With no sleep at all under my belt and a sore ass to boot (no pun intended), I was harshly disturbed at 7 a.m. when a wheelchair was brought in and I was instructed to take a ride. Down in the elevator we went, me in my breezy hospital gown and Cathy-Candystriper in her peppermint garb. As we rounded the corner to the diagnostic lab, arctic air hit me in the face like a frying-pan hits Wile E. Coyote at any bend in the road. I was parked outside a door with a skull and crossbones sign, or something to that effect. "This cannot be good," I thought to myself.

The man to my right was apparently very angry - at everything and everyone. He griped loudly from the moment I arrived until they finally wheeled him off to another area. I kept thinking "please don't let me get old, please don't let me get old" the whole while. Hospitals are SO much fun.

After a brief eternity, a man came out and spoke my name. By then there was ice forming on my blue lips, but I managed an audible signal. He took me inside this room where there was a metal slab with a pole attached and assorted sadistic looking devices all about. Above the table was a large Xray machine attached to a slide-bar on the ceiling. "Ohhh, Xrays ... that's not so bad," I figured. Wrong!
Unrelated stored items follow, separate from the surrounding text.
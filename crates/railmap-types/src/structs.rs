//! Core record types: departments, edits, and aggregate statistics.

use std::collections::BTreeMap;

use rust_decimal::Decimal;
use serde::{Deserialize, Serialize};
use ts_rs::TS;

use crate::code::RegionCode;
use crate::enums::CoverageCategory;

// ---------------------------------------------------------------------------
// Coverage flags
// ---------------------------------------------------------------------------

/// The two editable coverage attributes of a department.
#[derive(Debug, Clone, Copy, Default, PartialEq, Eq, Hash, Serialize, Deserialize, TS)]
#[ts(export, export_to = "bindings/")]
pub struct CoverageFlags {
    /// A high-speed line crosses the department.
    pub has_line: bool,
    /// High-speed trains stop in the department.
    pub has_service: bool,
}

impl CoverageFlags {
    /// Build a flag pair.
    pub const fn new(has_line: bool, has_service: bool) -> Self {
        Self {
            has_line,
            has_service,
        }
    }

    /// Coverage category for these flags.
    pub const fn category(self) -> CoverageCategory {
        CoverageCategory::from_flags(self.has_line, self.has_service)
    }
}

// ---------------------------------------------------------------------------
// Region
// ---------------------------------------------------------------------------

/// A department after fusion of the population and rail tables.
#[derive(Debug, Clone, PartialEq, Eq, Serialize, Deserialize, TS)]
#[ts(export, export_to = "bindings/")]
pub struct Region {
    /// Normalized department code.
    pub code: RegionCode,
    /// Display name.
    pub name: String,
    /// Total population, 0 when unknown.
    pub population: u64,
    /// A high-speed line crosses the department.
    pub has_line: bool,
    /// High-speed trains stop in the department.
    pub has_service: bool,
}

impl Region {
    /// Current coverage flags.
    pub const fn flags(&self) -> CoverageFlags {
        CoverageFlags::new(self.has_line, self.has_service)
    }

    /// Current coverage category.
    pub const fn category(&self) -> CoverageCategory {
        CoverageCategory::from_flags(self.has_line, self.has_service)
    }
}

/// One row of an edit submission: the new flags for a department.
#[derive(Debug, Clone, PartialEq, Eq, Serialize, Deserialize, TS)]
#[ts(export, export_to = "bindings/")]
pub struct RegionEdit {
    /// Department being edited.
    pub code: RegionCode,
    /// New value of the line flag.
    pub has_line: bool,
    /// New value of the service flag.
    pub has_service: bool,
}

impl RegionEdit {
    /// The submitted flags.
    pub const fn flags(&self) -> CoverageFlags {
        CoverageFlags::new(self.has_line, self.has_service)
    }
}

/// A department as shown in the tabular view.
#[derive(Debug, Clone, PartialEq, Eq, Serialize, Deserialize, TS)]
#[ts(export, export_to = "bindings/")]
pub struct RegionRow {
    /// Normalized department code.
    pub code: RegionCode,
    /// Display name.
    pub name: String,
    /// Total population.
    pub population: u64,
    /// Population with a space as thousands separator.
    pub population_display: String,
    /// A high-speed line crosses the department.
    pub has_line: bool,
    /// High-speed trains stop in the department.
    pub has_service: bool,
    /// Derived coverage category.
    pub category: CoverageCategory,
}

// ---------------------------------------------------------------------------
// Aggregates
// ---------------------------------------------------------------------------

/// Population of a subset of departments and its share of the total.
#[derive(Debug, Clone, Copy, Default, PartialEq, Eq, Serialize, Deserialize, TS)]
#[ts(export, export_to = "bindings/")]
pub struct CategoryShare {
    /// Summed population.
    pub population: u64,
    /// Percentage of the total population, two decimal places.
    #[ts(as = "String")]
    pub percentage: Decimal,
}

/// Population totals over a fused dataset.
#[derive(Debug, Clone, PartialEq, Eq, Serialize, Deserialize, TS)]
#[ts(export, export_to = "bindings/")]
pub struct AggregateSummary {
    /// Population of every department.
    pub total: u64,
    /// Population per coverage category. Always holds all four categories.
    pub by_category: BTreeMap<CoverageCategory, CategoryShare>,
    /// Departments crossed by a line (`Full` + `LineOnly`).
    pub with_line: CategoryShare,
    /// Departments with a stop (`Full` + `ServiceOnly`).
    pub with_service: CategoryShare,
}

impl AggregateSummary {
    /// Share of a single category, zero when absent.
    pub fn share(&self, category: CoverageCategory) -> CategoryShare {
        self.by_category.get(&category).copied().unwrap_or_default()
    }
}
The man helped me onto the slab which any of my bare skin immediately stuck to. Every time I tried to move, I squeaked. Then he explained the procedure to me ... and I sat there in disbelief.

"Okay first we're going to take this tube and insert it into your rectum, I will release the little clip here and the barium will fill your colon, allowing us to take some really good pictures to find out what's going on in your tummy," he said, quite matter-of-factly.
He got as far as the word "rectum" and I was squeaking my way to the edge of the table to make a run for it. It was no use. Frostbite apparently had set in, adhering me to the slab.

Now I was taught (not in so many words) that stuff is supposed to make its way OUT of this particular orifice and NOT the other way around; least of all ... chalky-white, smelly, weighs-a-ton enema crap! So here I was ... in a MOST precarious position ... lying before a perfect stranger ... waiting for the dreaded "click" of the clip. Then, without further warning, there it was. "CLICK"

I swear to you this crap weighs about eighty pounds a quart and just as I was sure to split at the seams, the man said, "let me know when you feel very full and don't think you could stand anymore." I kid you not. "Okay," I answered through chattering and clenched teeth, "Well then that would be about five minutes ago!"

What he didn't tell me was that this doesn't mean didley-squat. He continued to "fill-er-up" for about another 20 seconds, which, when your ass is on fire and you know you're about to explode where you lay, is a very, very long time!
Finally I heard a most welcome "CLICK" and he removed the torment device from my body.

The rest is too ugly a tale to tell. Trust me on this.

Let's just say there was no shame involved when I gave the man PLENTY to do during the rest of his work shift. It couldn't be helped. They wanted to get good pictures ~ well I hope they got them because they also got a whole lot more than that.

4 Comments:

Blogger brooksba said...

Hi Carol!

Fun story! I'm sure it was not fun at the time, but again, you spin a great tale. I'm glad my idiotic flirting attempts were able to help bring this topic to light.

Be careful, you may find quite a bit of traffic to your site because of the word "enema". I get a lot of searches for it. I'm pretty sure none of them were actually looking for my type of story though.

Keep up the fabulous writing!

Beth

6:18 PM  
Blogger Unknown said...

Hi Carol,
I was laughing out loud when I read this one. I bet getting rid of the stuff when you were done was fun too!
Cheers,
Brad

9:58 PM  
Blogger Wally said...

Carol,
LOL!!!
I've had an upper and a lower, so I know it isn't a laughing matter. However, your story sure was! I must say... (pun intented), that you have tales coming out of your tail! ;-)

9:42 AM  
Blogger CarpeDM said...

Yikes! I've been threatened with this but it never happened, thank God.

You sure do know how to tell a story. I love your writing.